## Supplied material:
=-=-=

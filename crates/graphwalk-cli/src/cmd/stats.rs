//! `gw stats`: size, connectivity and degree summary.

use anyhow::Result;
use clap::Args;
use graphwalk_core::GraphStats;
use serde::Serialize;

use super::CommandContext;
use crate::output::{OutputMode, pretty_kv, pretty_section, render_mode};

#[derive(Args, Debug, Default)]
pub struct StatsArgs {}

#[derive(Debug, Serialize)]
pub struct StatsReport {
    pub directed: bool,
    #[serde(flatten)]
    pub stats: GraphStats,
}

pub fn run_stats(_args: &StatsArgs, ctx: &CommandContext) -> Result<()> {
    let graph = ctx.load_graph()?;
    let stats = GraphStats::compute(&graph.snapshot.nodes, &graph.snapshot.edges, graph.directed);
    render_report(
        ctx.output,
        &StatsReport {
            directed: graph.directed,
            stats,
        },
    )
}

fn render_report(mode: OutputMode, report: &StatsReport) -> Result<()> {
    render_mode(
        mode,
        report,
        |r, w| {
            let s = &r.stats;
            writeln!(w, "nodes\t{}", s.node_count)?;
            writeln!(w, "edges\t{}", s.edge_count)?;
            writeln!(w, "components\t{}", s.component_count)?;
            writeln!(w, "isolated\t{}", s.isolated_node_count)?;
            writeln!(w, "max_degree\t{}", s.max_degree)?;
            writeln!(w, "density\t{:.4}", s.density)
        },
        |r, w| {
            let s = &r.stats;
            pretty_section(w, if r.directed { "Directed graph" } else { "Undirected graph" })?;
            pretty_kv(w, "Nodes", s.node_count.to_string())?;
            pretty_kv(w, "Edges", s.edge_count.to_string())?;
            pretty_kv(w, "Components", s.component_count.to_string())?;
            pretty_kv(w, "Isolated", s.isolated_node_count.to_string())?;
            pretty_kv(w, "Max degree", s.max_degree.to_string())?;
            pretty_kv(w, "Density", format!("{:.4}", s.density))
        },
    )
}
//! Shared output layer for pretty/text/JSON parity across all commands.
//!
//! Every command handler receives an [`OutputMode`] and formats its result
//! accordingly: framed output for people, one-line-per-fact text for pipes,
//! or stable JSON.
//!
//! # Output mode resolution
//!
//! Precedence (highest wins):
//! 1. `--format` / `--json` flag
//! 2. `FORMAT` env var → `"pretty"` | `"text"` | `"json"`
//! 3. `output` in the user config file
//! 4. Default: [`OutputMode::Pretty`] if stdout is a TTY; [`OutputMode::Text`] if piped.

use clap::ValueEnum;
use graphwalk_core::{ErrorCode, GraphError};
use serde::Serialize;
use std::io::{self, IsTerminal, Write};

/// Shared width for pretty separators.
pub const PRETTY_RULE_WIDTH: usize = 60;

/// Write a horizontal separator used by pretty output.
pub fn pretty_rule(w: &mut dyn Write) -> io::Result<()> {
    writeln!(w, "{:-<width$}", "", width = PRETTY_RULE_WIDTH)
}

/// Write a section heading followed by a separator.
pub fn pretty_section(w: &mut dyn Write, heading: &str) -> io::Result<()> {
    writeln!(w, "{heading}")?;
    pretty_rule(w)
}

/// Render a left-aligned key/value line in pretty output.
pub fn pretty_kv(w: &mut dyn Write, key: &str, value: impl AsRef<str>) -> io::Result<()> {
    writeln!(w, "{:<14} {}", format!("{key}:"), value.as_ref())
}

/// Join displayable items with a separator.
pub fn join<T: std::fmt::Display>(items: &[T], sep: &str) -> String {
    items.iter().map(ToString::to_string).collect::<Vec<_>>().join(sep)
}

/// The three output modes supported by the CLI.
#[derive(Debug, Clone, Copy, PartialEq, Eq, ValueEnum)]
pub enum OutputMode {
    /// Human-oriented output with headings and separators.
    Pretty,
    /// Plain text, one fact per line, for pipes and scripts.
    Text,
    /// Machine-readable JSON.
    Json,
}

impl OutputMode {
    /// Returns `true` if JSON output was requested.
    pub const fn is_json(self) -> bool {
        matches!(self, Self::Json)
    }

    fn parse(raw: &str) -> Option<Self> {
        match raw.trim().to_ascii_lowercase().as_str() {
            "pretty" | "human" => Some(Self::Pretty),
            "text" | "plain" => Some(Self::Text),
            "json" => Some(Self::Json),
            _ => None,
        }
    }
}

/// Core resolution logic, separated from I/O for testability.
fn resolve_output_mode_inner(
    format_flag: Option<OutputMode>,
    json_flag: bool,
    format_env: Option<&str>,
    user_output: Option<&str>,
    is_tty: bool,
) -> OutputMode {
    if let Some(mode) = format_flag {
        return mode;
    }
    if json_flag {
        return OutputMode::Json;
    }

    // Unknown values fall through to the next source.
    if let Some(mode) = [format_env, user_output].into_iter().flatten().find_map(OutputMode::parse) {
        return mode;
    }

    if is_tty { OutputMode::Pretty } else { OutputMode::Text }
}

/// Resolve the output mode from flags, `FORMAT`, user config and TTY defaults.
pub fn resolve_output_mode(format_flag: Option<OutputMode>, json_flag: bool, user_output: Option<&str>) -> OutputMode {
    let env_val = std::env::var("FORMAT").ok();
    let is_tty = io::stdout().is_terminal();
    resolve_output_mode_inner(format_flag, json_flag, env_val.as_deref(), user_output, is_tty)
}

/// Render a serializable value with explicit pretty/text renderers.
pub fn render_mode<T: Serialize>(
    mode: OutputMode,
    value: &T,
    text_fn: impl FnOnce(&T, &mut dyn Write) -> io::Result<()>,
    pretty_fn: impl FnOnce(&T, &mut dyn Write) -> io::Result<()>,
) -> anyhow::Result<()> {
    let stdout = io::stdout();
    let mut out = stdout.lock();
    match mode {
        OutputMode::Json => {
            serde_json::to_writer_pretty(&mut out, value)?;
            writeln!(out)?;
        }
        OutputMode::Text => text_fn(value, &mut out)?,
        OutputMode::Pretty => pretty_fn(value, &mut out)?,
    }
    Ok(())
}

// ---------------------------------------------------------------------------
// Errors
// ---------------------------------------------------------------------------

/// A structured error with optional suggestion and error code.
#[derive(Debug, Serialize)]
pub struct CliError {
    /// Human-readable error message.
    pub message: String,
    /// Optional suggestion for how to fix the error.
    #[serde(skip_serializing_if = "Option::is_none")]
    pub suggestion: Option<String>,
    /// Machine-readable error code (`E####`).
    #[serde(skip_serializing_if = "Option::is_none")]
    pub error_code: Option<String>,
}

impl CliError {
    /// Create a simple error with just a message.
    pub fn new(message: impl Into<String>) -> Self {
        Self {
            message: message.into(),
            suggestion: None,
            error_code: None,
        }
    }

    fn with_code(message: String, code: ErrorCode) -> Self {
        Self {
            message,
            suggestion: code.hint().map(str::to_string),
            error_code: Some(code.code().to_string()),
        }
    }
}

impl From<&GraphError> for CliError {
    fn from(err: &GraphError) -> Self {
        Self::with_code(err.to_string(), err.code())
    }
}

/// Typed causes keep their code; the message carries the full context chain.
impl From<&anyhow::Error> for CliError {
    fn from(err: &anyhow::Error) -> Self {
        let message = format!("{err:#}");
        match err.chain().find_map(|cause| cause.downcast_ref::<GraphError>()) {
            Some(graph_err) => Self::with_code(message, graph_err.code()),
            None => Self::new(message),
        }
    }
}

/// Render an error to stderr in the requested format.
pub fn render_error(mode: OutputMode, error: &CliError) -> anyhow::Result<()> {
    let stderr = io::stderr();
    let mut out = stderr.lock();
    write_error(mode, error, &mut out)?;
    Ok(())
}

fn write_error(mode: OutputMode, error: &CliError, out: &mut dyn Write) -> anyhow::Result<()> {
    match mode {
        OutputMode::Json => {
            let wrapper = serde_json::json!({ "error": error });
            serde_json::to_writer_pretty(&mut *out, &wrapper)?;
            writeln!(out)?;
        }
        OutputMode::Pretty | OutputMode::Text => {
            match error.error_code {
                Some(ref code) => writeln!(out, "error[{code}]: {}", error.message)?,
                None => writeln!(out, "error: {}", error.message)?,
            }
            if let Some(ref suggestion) = error.suggestion {
                writeln!(out, "  suggestion: {suggestion}")?;
            }
        }
    }
    Ok(())
}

=-=-=

Your answer should be the lines above that contain the word "fact", copied out.

//! accordingly: framed output for people, one-line-per-fact text for pipes,
    /// Plain text, one fact per line, for pipes and scripts.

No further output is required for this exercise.